ELEANOR: He's a little odd, but...I just don't understand. His father was normal. And the other psychologist who diagnosed him-
DR. BRAWNEY: His previous doctor probably misinterpreted Roderick's social problems as a sort of narcissism. This research is always evolving, which is why I want him to speak with my colleague. It could help us understand this condition, and in turn, we can help Roderick cope.
ELEANOR: I just don't know about any of this. I think maybe I should talk to Roderick about this...and Lloyd, should I ask him? Should I tell him?
DR. BRAWNEY: It might be easier if you don't tell him yet. With your consent, I can use the tapes from Roderick's sessions and his existing file to begin a preliminary screening. All you would need to contribute is a short interview about his behavior when he was a small child.
ELEANOR: All of that's really necessary?
DR. BRAWNEY: It's unusual that we diagnose an autistic disorder in someone as old as Roderick, and more information on his childhood behaviors would help.
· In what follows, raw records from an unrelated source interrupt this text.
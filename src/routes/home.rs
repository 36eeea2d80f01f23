use askama::Template;
use axum::extract::{Query, State};
use axum::http::{header, StatusCode};
use axum::response::{IntoResponse, Response};
use chrono::{NaiveDateTime, Utc};
use rusqlite::params;
use serde::Deserialize;

use crate::error::{AppError, AppResult};
use crate::extractors::MaybeUser;
use crate::state::AppState;

/// Wrapper to render askama templates as axum responses
pub struct Html<T: Template>(pub T);

impl<T: Template> IntoResponse for Html<T> {
    fn into_response(self) -> Response {
        match self.0.render() {
            Ok(body) => (
                StatusCode::OK,
                [(header::CONTENT_TYPE, "text/html; charset=utf-8")],
                body,
            )
                .into_response(),
            Err(e) => {
                tracing::error!("Template render error: {}", e);
                (StatusCode::INTERNAL_SERVER_ERROR, "Template error").into_response()
            }
        }
    }
}

// --- View structs ---

/// One video in a listing grid (home, search, profile).
pub struct VideoCard {
    pub id: String,
    pub title: String,
    pub thumb_path: String,
    pub author: String,
    pub views: i64,
    pub created_at: String,
}

// --- Templates ---

#[derive(Template)]
#[template(path = "pages/home.html")]
pub struct HomeTemplate {
    pub videos: Vec<VideoCard>,
    pub username: Option<String>,
}

#[derive(Template)]
#[template(path = "pages/search.html")]
pub struct SearchTemplate {
    pub videos: Vec<VideoCard>,
    pub keyword: String,
    pub username: Option<String>,
}

#[derive(Template)]
#[template(path = "pages/not_found.html")]
pub struct NotFoundTemplate {
    pub username: Option<String>,
}

/// Render the 404 page with the right status code.
pub fn not_found_page(username: Option<String>) -> Response {
    (StatusCode::NOT_FOUND, Html(NotFoundTemplate { username })).into_response()
}

// --- Handlers ---

pub async fn index(State(state): State<AppState>, MaybeUser(user): MaybeUser) -> AppResult<Response> {
    let username = user.map(|u| u.username);

    let videos = {
        let conn = state.db.get()?;
        query_video_cards(&conn, None)?
    };

    Ok(Html(HomeTemplate { videos, username }).into_response())
}

#[derive(Deserialize)]
pub struct SearchQuery {
    pub keyword: Option<String>,
}

pub async fn search(
    State(state): State<AppState>,
    MaybeUser(user): MaybeUser,
    Query(query): Query<SearchQuery>,
) -> AppResult<Response> {
    let username = user.map(|u| u.username);
    let keyword = query.keyword.unwrap_or_default().trim().to_string();

    let videos = if keyword.is_empty() {
        Vec::new()
    } else {
        let conn = state.db.get()?;
        query_video_cards(&conn, Some(&keyword))?
    };

    Ok(Html(SearchTemplate {
        videos,
        keyword,
        username,
    })
    .into_response())
}

// --- Query helpers ---

/// Newest-first video cards; a keyword narrows to case-insensitive
/// substring matches on the title.
pub fn query_video_cards(
    conn: &rusqlite::Connection,
    keyword: Option<&str>,
) -> Result<Vec<VideoCard>, AppError> {
    let sql = "SELECT v.id, v.title, v.thumb_path, v.views, v.created_at, u.username
         FROM videos v
         JOIN users u ON u.id = v.owner_id
         WHERE ?1 = '' OR v.title LIKE '%' || ?1 || '%' COLLATE NOCASE
         ORDER BY v.created_at DESC";

    let mut stmt = conn.prepare(sql)?;
    let cards = stmt
        .query_map(params![keyword.unwrap_or("")], |row| {
            Ok(VideoCard {
                id: row.get(0)?,
                title: row.get(1)?,
                thumb_path: row.get(2)?,
                views: row.get(3)?,
                created_at: row.get(4)?,
                author: row.get(5)?,
            })
        })?
        .filter_map(|r| r.ok())
        .map(|mut card| {
            card.created_at = parse_and_format_time(&card.created_at);
            card
        })
        .collect();

    Ok(cards)
}

/// Video cards owned by one user, for the profile page.
pub fn query_user_video_cards(
    conn: &rusqlite::Connection,
    owner_id: &str,
) -> Result<Vec<VideoCard>, AppError> {
    let mut stmt = conn.prepare(
        "SELECT v.id, v.title, v.thumb_path, v.views, v.created_at, u.username
         FROM videos v
         JOIN users u ON u.id = v.owner_id
         WHERE v.owner_id = ?1
         ORDER BY v.created_at DESC",
    )?;

    let cards = stmt
        .query_map(params![owner_id], |row| {
            Ok(VideoCard {
                id: row.get(0)?,
                title: row.get(1)?,
                thumb_path: row.get(2)?,
                views: row.get(3)?,
                created_at: row.get(4)?,
                author: row.get(5)?,
            })
        })?
        .filter_map(|r| r.ok())
        .map(|mut card| {
            card.created_at = parse_and_format_time(&card.created_at);
            card
        })
        .collect();

    Ok(cards)
}

// --- Time formatting ---

pub fn parse_and_format_time(db_time: &str) -> String {
    NaiveDateTime::parse_from_str(db_time, "%Y-%m-%d %H:%M:%S")
        .map(|dt| format_relative_time(&dt))
        .unwrap_or_else(|_| db_time.to_string())
}

pub fn format_relative_time(dt: &NaiveDateTime) -> String {
    let now = Utc::now().naive_utc();
    let diff = now.signed_duration_since(*dt);

    let seconds = diff.num_seconds();
    if seconds < 60 {
        return "just now".to_string();
    }

    let minutes = diff.num_minutes();
    if minutes < 60 {
        return format!("{}m ago", minutes);
    }

    let hours = diff.num_hours();
    if hours < 24 {
        return format!("{}h ago", hours);
    }

    let days = diff.num_days();
    if days < 7 {
        return format!("{}d ago", days);
    }

    dt.format("%b %-d, %Y").to_string()
}

// --- Tests ---

#[cfg(test)]
mod tests {
    use super::*;
    use chrono::NaiveDate;
    use r2d2::Pool;
    use r2d2_sqlite::SqliteConnectionManager;

    fn test_conn() -> crate::state::DbPool {
        let manager = SqliteConnectionManager::memory();
        let pool = Pool::builder().max_size(1).build(manager).unwrap();
        crate::db::run_migrations(&pool).unwrap();
        pool
    }

    fn seed_videos(conn: &rusqlite::Connection) {
        conn.execute(
            "INSERT INTO users (id, username, email, name) VALUES ('u1', 'alice', 'a@b.c', 'Alice')",
            [],
        )
        .unwrap();
        conn.execute(
            "INSERT INTO videos (id, owner_id, title, file_path, thumb_path, created_at)
             VALUES ('v1', 'u1', 'Crab racing highlights', 'v1.mp4', 'v1.jpg', '2025-01-01 10:00:00')",
            [],
        )
        .unwrap();
        conn.execute(
            "INSERT INTO videos (id, owner_id, title, file_path, thumb_path, created_at)
             VALUES ('v2', 'u1', 'Sourdough basics', 'v2.mp4', 'v2.jpg', '2025-01-02 10:00:00')",
            [],
        )
        .unwrap();
    }

    #[test]
    fn listing_is_newest_first() {
        let pool = test_conn();
        let conn = pool.get().unwrap();
        seed_videos(&conn);

        let cards = query_video_cards(&conn, None).unwrap();
        assert_eq!(cards.len(), 2);
        assert_eq!(cards[0].id, "v2");
        assert_eq!(cards[1].id, "v1");
        assert_eq!(cards[0].author, "alice");
    }

    #[test]
    fn search_matches_substring_case_insensitively() {
        let pool = test_conn();
        let conn = pool.get().unwrap();
        seed_videos(&conn);

        let cards = query_video_cards(&conn, Some("CRAB")).unwrap();
        assert_eq!(cards.len(), 1);
        assert_eq!(cards[0].id, "v1");

        let none = query_video_cards(&conn, Some("zebra")).unwrap();
        assert!(none.is_empty());
    }

    #[test]
    fn format_relative_time_just_now() {
        let now = Utc::now().naive_utc();
        assert_eq!(format_relative_time(&now), "just now");
    }

    #[test]
    fn format_relative_time_minutes() {
        let dt = Utc::now().naive_utc() - chrono::Duration::minutes(5);
        assert_eq!(format_relative_time(&dt), "5m ago");
    }

    #[test]
    fn format_relative_time_old_date() {
        let dt = NaiveDate::from_ymd_opt(2025, 1, 15)
            .unwrap()
            .and_hms_opt(12, 0, 0)
            .unwrap();
        assert_eq!(format_relative_time(&dt), "Jan 15, 2025");
    }

    #[test]
    fn parse_and_format_bad_input_returns_raw() {
        assert_eq!(parse_and_format_time("not-a-date"), "not-a-date");
    }
}
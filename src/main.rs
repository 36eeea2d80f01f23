use clap::Parser;
use std::net::SocketAddr;
use tracing_subscriber::EnvFilter;

use retube::auth::github::GithubClient;
use retube::config::{Cli, Config};
use retube::state::AppState;
use retube::{app, db};

#[tokio::main]
async fn main() -> anyhow::Result<()> {
    // Initialize logging
    tracing_subscriber::fmt()
        .with_env_filter(
            EnvFilter::try_from_default_env().unwrap_or_else(|_| EnvFilter::new("info")),
        )
        .init();

    // Parse CLI args and load config
    let cli = Cli::parse();
    let data_dir = Config::data_dir(&cli);
    std::fs::create_dir_all(&data_dir)?;
    tracing::info!("Data directory: {}", data_dir.display());

    let config = Config::load(&cli)?;

    // Ensure uploads directory exists
    std::fs::create_dir_all(config.uploads_path())?;

    // Initialize database
    let pool = db::create_pool(config.db_path())?;
    db::run_migrations(&pool)?;

    if config.oauth.client_id.is_empty() {
        tracing::warn!("No OAuth client id configured; GitHub login is disabled");
    }

    // Build app state
    let state = AppState {
        db: pool,
        github: GithubClient::new(config.oauth.clone()),
        config,
    };

    let addr: SocketAddr = format!(
        "{}:{}",
        state.config.server.host, state.config.server.port
    )
    .parse()?;

    let app = app(state);

    tracing::info!("Listening on http://{}", addr);
    let listener = tokio::net::TcpListener::bind(addr).await?;
    axum::serve(listener, app).await?;

    Ok(())
}
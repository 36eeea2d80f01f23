use crate::error::{AppError, AppResult};

/// Hash a plaintext password for storage.
pub fn hash(plaintext: &str) -> AppResult<String> {
    bcrypt::hash(plaintext, bcrypt::DEFAULT_COST)
        .map_err(|e| AppError::Internal(format!("bcrypt hash failed: {}", e)))
}

/// Verify a plaintext password against a stored hash - constant-time via bcrypt.
/// Accounts without a stored hash (social-only) never verify.
pub fn verify(plaintext: &str, stored_hash: Option<&str>) -> bool {
    match stored_hash {
        Some(h) => bcrypt::verify(plaintext, h).unwrap_or(false),
        None => false,
    }
}
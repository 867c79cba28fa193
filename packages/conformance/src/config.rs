//! Suite configuration, populated from environment variables.

use std::path::PathBuf;

/// Runtime configuration for a conformance run.
///
/// All fields are populated from environment variables with sensible
/// defaults, so the suite runs with zero configuration.
///
/// | Variable | Default | Description |
/// |----------|---------|-------------|
/// | `SHAPEGRAPH_FIXTURES` | `<this crate>/models` | Directory scanned for model files |
/// | `SHAPEGRAPH_FAIL_FAST` | `false` | Stop at the first failing case |
#[derive(Debug, Clone, PartialEq, Eq)]
pub struct SuiteConfig {
    /// Directory holding `*.json` models and their `*.errors` fixtures.
    /// Scanned recursively.
    pub fixtures_dir: PathBuf,

    /// Stop at the first failing case instead of collecting every failure.
    pub fail_fast: bool,
}

impl Default for SuiteConfig {
    fn default() -> Self {
        Self {
            fixtures_dir: default_fixtures_dir(),
            fail_fast: false,
        }
    }
}

impl SuiteConfig {
    /// Populate config from environment variables, applying defaults where absent.
    pub fn from_env() -> Self {
        Self::from_lookup(|key| std::env::var(key).ok())
    }

    /// Populate config from an arbitrary variable source.
    pub fn from_lookup(lookup: impl Fn(&str) -> Option<String>) -> Self {
        let fixtures_dir = lookup("SHAPEGRAPH_FIXTURES")
            .filter(|v| !v.is_empty())
            .map(PathBuf::from)
            .unwrap_or_else(default_fixtures_dir);

        let fail_fast = lookup("SHAPEGRAPH_FAIL_FAST")
            .map(|v| parse_flag(&v))
            .unwrap_or(false);

        Self {
            fixtures_dir,
            fail_fast,
        }
    }
}

fn default_fixtures_dir() -> PathBuf {
    PathBuf::from(env!("CARGO_MANIFEST_DIR")).join("models")
}

fn parse_flag(value: &str) -> bool {
    matches!(
        value.trim().to_ascii_lowercase().as_str(),
        "1" | "true" | "yes" | "on"
    )
}

// --- tests -------------------------------------------------------------------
In the event that my colleagues agree with me, we would also need to gather information about his behavior in different contexts. That would mean engaging people at his school. We would talk to some of his teachers, and I would have some conversations with the principal and Mr. Delson as well.
ELEANOR: So we're spying on him now. It's...do you think that this would really help?
DR. BRAWNEY: It would help him and it would help us. Roderick could well be the Rosetta Stone, the key to diagnosing autistic disorders in adults.
ELEANOR: ...Okay. If you think this would help, I'll go along.
DR. BRAWNEY: Thank you. We can schedule a time for the interview. If you have any material from his childhood, anything he wrote, that would help as well.
ELEANOR: I kept a lot of his homework. I'll see what I can find. I just...hope this is right for him.